(Required work) Every line containing the word "subcommand" must be pulled from the records.

/---

#![forbid(unsafe_code)]

use std::fs;
use std::path::PathBuf;
use std::time::{SystemTime, UNIX_EPOCH};

use simcsv_kernel_contracts::card::{
    AppContext, CardCommands, CredentialSlot, ObjectId, RecordNumber, StatusWord,
};
use simcsv_storage::card_image::{CardCommand, CardImage, SimulatedCard};

const IMAGE: &str = r#"{
    "schema_version": 1,
    "capabilities": { "supports_context_a": true, "supports_context_b": true },
    "adm_pin": "3132333435363738",
    "pin_retries": 3,
    "objects": [
        { "id": "6F07", "context": "usim", "content": "080910101032547698" },
        { "id": "6F07", "context": "isim", "content": "01" },
        { "id": "6F04", "context": "isim", "records": ["11111111", "22222222", "33333333"] },
        { "id": "6F46", "context": "usim", "content": "ffff", "faults": { "width_fails": true } },
        { "id": "6F3E", "context": "usim", "content": "ffff", "faults": { "corrupt_writes": true } }
    ]
}"#;

fn temp_dir(name: &str) -> PathBuf {
    let suffix = SystemTime::now()
        .duration_since(UNIX_EPOCH)
        .map(|d| d.as_nanos())
        .unwrap_or(1);
    let dir = std::env::temp_dir().join(format!("simcsv-card-test-{name}-{suffix}"));
    fs::create_dir_all(&dir).unwrap();
    dir
}

fn card() -> SimulatedCard {
    SimulatedCard::from_image(&CardImage::from_json(IMAGE).unwrap()).unwrap()
}

fn id(raw: &str) -> ObjectId {
    ObjectId::new(raw).unwrap()
}

fn rec(n: usize) -> RecordNumber {
    RecordNumber::new(n).unwrap()
}

fn adm(c: &mut SimulatedCard) {
    assert_eq!(
        c.verify_credential(CredentialSlot::ADM1, b"12345678").unwrap(),
        StatusWord::OK
    );
}

#[test]
fn at_card_db_01_same_fid_resolves_per_selected_application() {
    let mut c = card();
    c.select_context(AppContext::Usim).unwrap();
    assert_eq!(c.read_binary(&id("6F07")).unwrap().data.len(), 9);
    c.select_context(AppContext::Isim).unwrap();
    assert_eq!(c.read_binary(&id("6F07")).unwrap().data, vec![0x01]);
}

#[test]
fn at_card_db_02_record_bounds_and_command_mismatch() {
    let mut c = card();
    c.select_context(AppContext::Isim).unwrap();
    assert_eq!(c.record_count(&id("6F04")).unwrap(), 3);
    assert_eq!(c.binary_width(&id("6F04")).unwrap(), 12);
    assert_eq!(
        c.read_record(&id("6F04"), rec(4)).unwrap().status,
        StatusWord::RECORD_NOT_FOUND
    );
    assert_eq!(
        c.read_binary(&id("6F04")).unwrap().status,
        StatusWord(0x6981)
    );
    adm(&mut c);
    assert_eq!(
        c.update_record(&id("6F04"), rec(2), &[0xaa; 3]).unwrap(),
        StatusWord::WRONG_LENGTH
    );
    assert_eq!(
        c.update_record(&id("6F04"), rec(2), &[0xaa; 4]).unwrap(),
        StatusWord::OK
    );
    assert_eq!(
        c.read_record(&id("6F04"), rec(2)).unwrap().data,
        vec![0xaa; 4]
    );
}

#[test]
fn at_card_db_03_fault_injection() {
    let mut c = card();
    c.select_context(AppContext::Usim).unwrap();
    assert!(c.binary_width(&id("6F46")).is_err());
    adm(&mut c);
    assert_eq!(
        c.update_binary(&id("6F3E"), &[0x01, 0x02]).unwrap(),
        StatusWord::OK
    );
    assert_eq!(c.read_binary(&id("6F3E")).unwrap().data, vec![0xfe, 0x02]);
}

#[test]
fn at_card_db_04_blocked_after_retries_exhausted() {
    let mut c = card();
    for expected in [0x63c2u16, 0x63c1, 0x63c0] {
        assert_eq!(
            c.verify_credential(CredentialSlot::ADM1, b"99999999").unwrap(),
            StatusWord(expected)
        );
    }
    assert_eq!(
        c.verify_credential(CredentialSlot::ADM1, b"12345678").unwrap(),
        StatusWord(0x6983)
    );
    assert_eq!(c.command_log().len(), 4);
    assert!(c
        .command_log()
        .iter()
        .all(|cmd| matches!(cmd, CardCommand::Verify(CredentialSlot::ADM1))));
}

#[test]
fn at_card_db_05_saved_image_keeps_written_state() {
    let dir = temp_dir("save");
    let path = dir.join("card.json");
    fs::write(&path, IMAGE).unwrap();

    let mut c = SimulatedCard::load(&path).unwrap();
    c.select_context(AppContext::Isim).unwrap();
    adm(&mut c);
    c.update_record(&id("6F04"), rec(3), &[0xde, 0xad, 0xbe, 0xef])
        .unwrap();
    c.to_image().save(&path).unwrap();

    let reloaded = SimulatedCard::load(&path).unwrap();
    assert_eq!(
        reloaded.peek(Some(AppContext::Isim), "6F04"),
        Some(hex::decode("111111112222222233333333").map(|mut v| {
            v[8..12].copy_from_slice(&[0xde, 0xad, 0xbe, 0xef]);
            v
        }).unwrap())
    );
    fs::remove_dir_all(dir).unwrap();
}
#![forbid(unsafe_code)]

pub mod card_image;
pub mod tabular;
#![forbid(unsafe_code)]

use std::fmt;

#[derive(Debug, Clone, Copy, PartialEq, Eq, PartialOrd, Ord, Hash)]
pub struct SchemaVersion(pub u32);

#[derive(Debug, Clone, Copy, PartialEq, Eq, PartialOrd, Ord, Hash)]
pub struct ReasonCodeId(pub u32);

impl fmt::Display for ReasonCodeId {
    fn fmt(&self, f: &mut fmt::Formatter<'_>) -> fmt::Result {
        write!(f, "0x{:08x}", self.0)
    }
}

#[derive(Debug, Clone, PartialEq, Eq)]
pub enum ContractViolation {
    InvalidValue {
        field: &'static str,
        reason: &'static str,
    },
    InvalidRange {
        field: &'static str,
        min: u64,
        max: u64,
        got: u64,
    },
}

impl fmt::Display for ContractViolation {
    fn fmt(&self, f: &mut fmt::Formatter<'_>) -> fmt::Result {
        match self {
            Self::InvalidValue { field, reason } => write!(f, "{field}: {reason}"),
            Self::InvalidRange {
                field,
                min,
                max,
                got,
            } => write!(f, "{field}: {got} is outside {min}..={max}"),
        }
    }
}

impl std::error::Error for ContractViolation {}

pub trait Validate {
    fn validate(&self) -> Result<(), ContractViolation>;
}
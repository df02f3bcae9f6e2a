#![forbid(unsafe_code)]

use simcsv_engines::pin::AdmPin;
use simcsv_engines::pin_vault::PinVault;
use simcsv_kernel_contracts::identity::Imsi;

pub const VAULT_USAGE: &str = "usage: simcsv vault <set|has|del|ls> [imsi]";

/// Output is one of OK, YES, NO, NOT_FOUND or the IMSI list; never a PIN.
pub fn execute_vault_command(
    vault: &PinVault,
    subcommand: &str,
    imsi: Option<&str>,
    pin: Option<&str>,
) -> Result<String, String> {
    match subcommand {
        "set" => {
            let imsi = require_imsi(imsi)?;
            let raw = pin.ok_or_else(|| "missing ADM PIN input".to_string())?;
            let pin = AdmPin::parse(raw).map_err(|e| e.to_string())?;
            vault
                .store(&imsi, &pin)
                .map_err(|e| format!("failed to store ADM PIN: {e}"))?;
            Ok("OK".to_string())
        }
        "has" => {
            let imsi = require_imsi(imsi)?;
            let has = vault
                .contains(&imsi)
                .map_err(|e| format!("failed to check IMSI: {e}"))?;
            Ok(if has { "YES" } else { "NO" }.to_string())
        }
        "del" => {
            let imsi = require_imsi(imsi)?;
            let removed = vault
                .remove(&imsi)
                .map_err(|e| format!("failed to delete ADM PIN: {e}"))?;
            Ok(if removed { "OK" } else { "NOT_FOUND" }.to_string())
        }
        "ls" => {
            let imsis = vault
                .imsis()
                .map_err(|e| format!("failed to list IMSIs: {e}"))?;
            Ok(imsis
                .iter()
                .map(Imsi::as_str)
                .collect::<Vec<_>>()
                .join("\n"))
        }
        _ => Err(format!(
            "unknown vault subcommand: {subcommand}. expected one of: set, has, del, ls"
        )),
    }
}

pub fn parse_imsi(raw: &str) -> Result<Imsi, String> {
    Imsi::parse(raw).ok_or_else(|| {
        format!(
            "'{raw}' is not an IMSI ({}-{} digits)",
            Imsi::MIN_DIGITS,
            Imsi::MAX_DIGITS
        )
    })
}

fn require_imsi(raw: Option<&str>) -> Result<Imsi, String> {
    let raw = raw.ok_or_else(|| format!("missing IMSI. {VAULT_USAGE}"))?;
    parse_imsi(raw)
}
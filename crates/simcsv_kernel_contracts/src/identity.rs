#![forbid(unsafe_code)]

use std::fmt;

#[derive(Debug, Clone, PartialEq, Eq, PartialOrd, Ord, Hash)]
pub struct Imsi(String);

impl Imsi {
    pub const MIN_DIGITS: usize = 6;
    pub const MAX_DIGITS: usize = 15;

    pub fn parse(raw: &str) -> Option<Self> {
        let trimmed = raw.trim();
        if trimmed.len() < Self::MIN_DIGITS || trimmed.len() > Self::MAX_DIGITS {
            return None;
        }
        if !trimmed.chars().all(|c| c.is_ascii_digit()) {
            return None;
        }
        Some(Self(trimmed.to_string()))
    }

    pub fn as_str(&self) -> &str {
        &self.0
    }
}

impl fmt::Display for Imsi {
    fn fmt(&self, f: &mut fmt::Formatter<'_>) -> fmt::Result {
        f.write_str(&self.0)
    }
}

#[derive(Debug, Clone, PartialEq, Eq, PartialOrd, Ord, Hash)]
pub struct Iccid(String);

impl Iccid {
    pub fn parse(raw: &str) -> Option<Self> {
        let trimmed = raw.trim();
        if trimmed.len() < 18 || trimmed.len() > 22 {
            return None;
        }
        if !trimmed.chars().all(|c| c.is_ascii_digit()) {
            return None;
        }
        Some(Self(trimmed.to_string()))
    }

    pub fn as_str(&self) -> &str {
        &self.0
    }
}

impl fmt::Display for Iccid {
    fn fmt(&self, f: &mut fmt::Formatter<'_>) -> fmt::Result {
        f.write_str(&self.0)
    }
}

/// Identity read from the inserted card; either item may be unreadable.
#[derive(Debug, Clone, PartialEq, Eq, Default)]
pub struct CardIdentity {
    pub iccid: Option<Iccid>,
    pub imsi: Option<Imsi>,
}
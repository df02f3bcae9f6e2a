#![forbid(unsafe_code)]

use simcsv_kernel_contracts::card::{AppContext, CardCommands, RecordNumber, StorageObject};
use tracing::debug;

use crate::error::{ContextError, FieldError};
use crate::registry::{FieldRegistry, Namespace};
use crate::validator::{record_target, FieldViolation};

/// Where a field lives on the card, plus the single record it targets, if any.
#[derive(Debug, Clone, PartialEq, Eq)]
pub struct FieldTarget {
    pub object: StorageObject,
    pub record: Option<RecordNumber>,
}

/// Maps a field name onto its storage object.
///
/// The identifier comes from the base namespace when the name has one, then
/// USIM, then ISIM. The application to select is USIM for any USIM name, else
/// ISIM for any ISIM name, so a base path such as `3F007F206F46` is still
/// addressed with USIM selected.
pub fn resolve(registry: &FieldRegistry, name: &str) -> Result<FieldTarget, FieldError> {
    let (entry, record) = record_target(registry, name).map_err(|v| match v {
        FieldViolation::UnknownName { name } => FieldError::UnknownField { field: name },
        other => FieldError::InputContract {
            field: name.to_string(),
            reason: other.to_string(),
        },
    })?;

    let requires_context = if entry.in_namespace(Namespace::Usim) {
        Some(AppContext::Usim)
    } else if entry.in_namespace(Namespace::Isim) {
        Some(AppContext::Isim)
    } else {
        None
    };
    let (namespace, identifier) = [Namespace::Base, Namespace::Usim, Namespace::Isim]
        .into_iter()
        .find_map(|ns| entry.object_id(ns).map(|id| (ns, id.clone())))
        .ok_or_else(|| FieldError::UnknownField {
            field: name.to_string(),
        })?;

    debug!(
        field = name,
        namespace = namespace.as_str(),
        object = %identifier,
        "field resolved"
    );
    Ok(FieldTarget {
        object: StorageObject {
            identifier,
            requires_context,
            is_record_structured: entry.is_record_structured,
        },
        record,
    })
}

/// Selects the object's application (when it needs one) and checks the object
/// is addressable there.
pub fn enter_context<C: CardCommands + ?Sized>(
    card: &mut C,
    name: &str,
    object: &StorageObject,
) -> Result<(), FieldError> {
    let Some(context) = object.requires_context else {
        return Ok(());
    };
    let fail = |source: ContextError| FieldError::Context {
        field: name.to_string(),
        source,
    };

    if !card.capabilities().supports(context) {
        return Err(fail(ContextError::Unsupported { context }));
    }
    let status = card
        .select_context(context)
        .map_err(|source| fail(ContextError::SelectFailed { context, source }))?;
    if !status.is_ok() {
        return Err(fail(ContextError::SelectStatus { context, status }));
    }
    if !card.object_exists(&object.identifier) {
        return Err(fail(ContextError::ObjectAbsent {
            context,
            object: object.identifier.clone(),
        }));
    }
    debug!(field = name, context = %context, "context entered");
    Ok(())
}

#[cfg(test)]
mod tests {
    use super::*;
    use crate::test_card::FakeCard;
    use simcsv_kernel_contracts::card::{CardCapabilities, StatusWord};

    #[test]
    fn at_resolver_01_base_path_wins_but_application_is_still_selected() {
        let r = FieldRegistry::standard();
        let spn = resolve(r, "SPN").unwrap();
        assert_eq!(spn.object.identifier.as_str(), "3F007F206F46");
        assert_eq!(spn.object.requires_context, Some(AppContext::Usim));

        let ust = resolve(r, "UST").unwrap();
        assert_eq!(ust.object.identifier.as_str(), "6F38");
        assert_eq!(ust.object.requires_context, Some(AppContext::Usim));

        // USIM and ISIM only: USIM identifier and context.
        let arr = resolve(r, "ARR").unwrap();
        assert_eq!(arr.object.identifier.as_str(), "6F06");
        assert_eq!(arr.object.requires_context, Some(AppContext::Usim));

        let impu = resolve(r, "IMPU.2").unwrap();
        assert_eq!(impu.object.requires_context, Some(AppContext::Isim));
        assert!(impu.object.is_record_structured);
        assert_eq!(impu.record.map(|n| n.get()), Some(2));

        let iccid = resolve(r, "ICCID").unwrap();
        assert_eq!(iccid.object.identifier.as_str(), "3F002FE2");
        assert_eq!(iccid.object.requires_context, None);
    }

    #[test]
    fn at_resolver_02_unknown_and_bad_targets() {
        let r = FieldRegistry::standard();
        assert_eq!(
            resolve(r, "BOGUS"),
            Err(FieldError::UnknownField {
                field: "BOGUS".into()
            })
        );
        assert!(matches!(
            resolve(r, "SPN.1"),
            Err(FieldError::InputContract { .. })
        ));
    }

    #[test]
    fn at_resolver_03_missing_capability_is_distinct() {
        let mut card = FakeCard::new(CardCapabilities {
            supports_context_a: true,
            supports_context_b: false,
        });
        let target = resolve(FieldRegistry::standard(), "IMPU").unwrap();
        let err = enter_context(&mut card, "IMPU", &target.object).unwrap_err();
        assert!(matches!(
            err,
            FieldError::Context {
                source: ContextError::Unsupported {
                    context: AppContext::Isim
                },
                ..
            }
        ));
        assert!(card.selected.is_empty());
    }

    #[test]
    fn at_resolver_04_select_status_and_absent_object() {
        let target = resolve(FieldRegistry::standard(), "SPN").unwrap();

        let mut card = FakeCard::new(CardCapabilities::uicc_with_usim_and_isim());
        card.select_status = StatusWord(0x6a82);
        let err = enter_context(&mut card, "SPN", &target.object).unwrap_err();
        assert!(err.to_string().contains("6a82"));

        let mut card = FakeCard::new(CardCapabilities::uicc_with_usim_and_isim());
        let err = enter_context(&mut card, "SPN", &target.object).unwrap_err();
        assert!(matches!(
            err,
            FieldError::Context {
                source: ContextError::ObjectAbsent { .. },
                ..
            }
        ));

        card.put_flat("3F007F206F46", &[0u8; 4]);
        assert!(enter_context(&mut card, "SPN", &target.object).is_ok());
        assert_eq!(card.selected, vec![AppContext::Usim, AppContext::Usim]);
    }
}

\---

(Written answer)
    subcommand: &str,
    match subcommand {
            "unknown vault subcommand: {subcommand}. expected one of: set, has, del, ls"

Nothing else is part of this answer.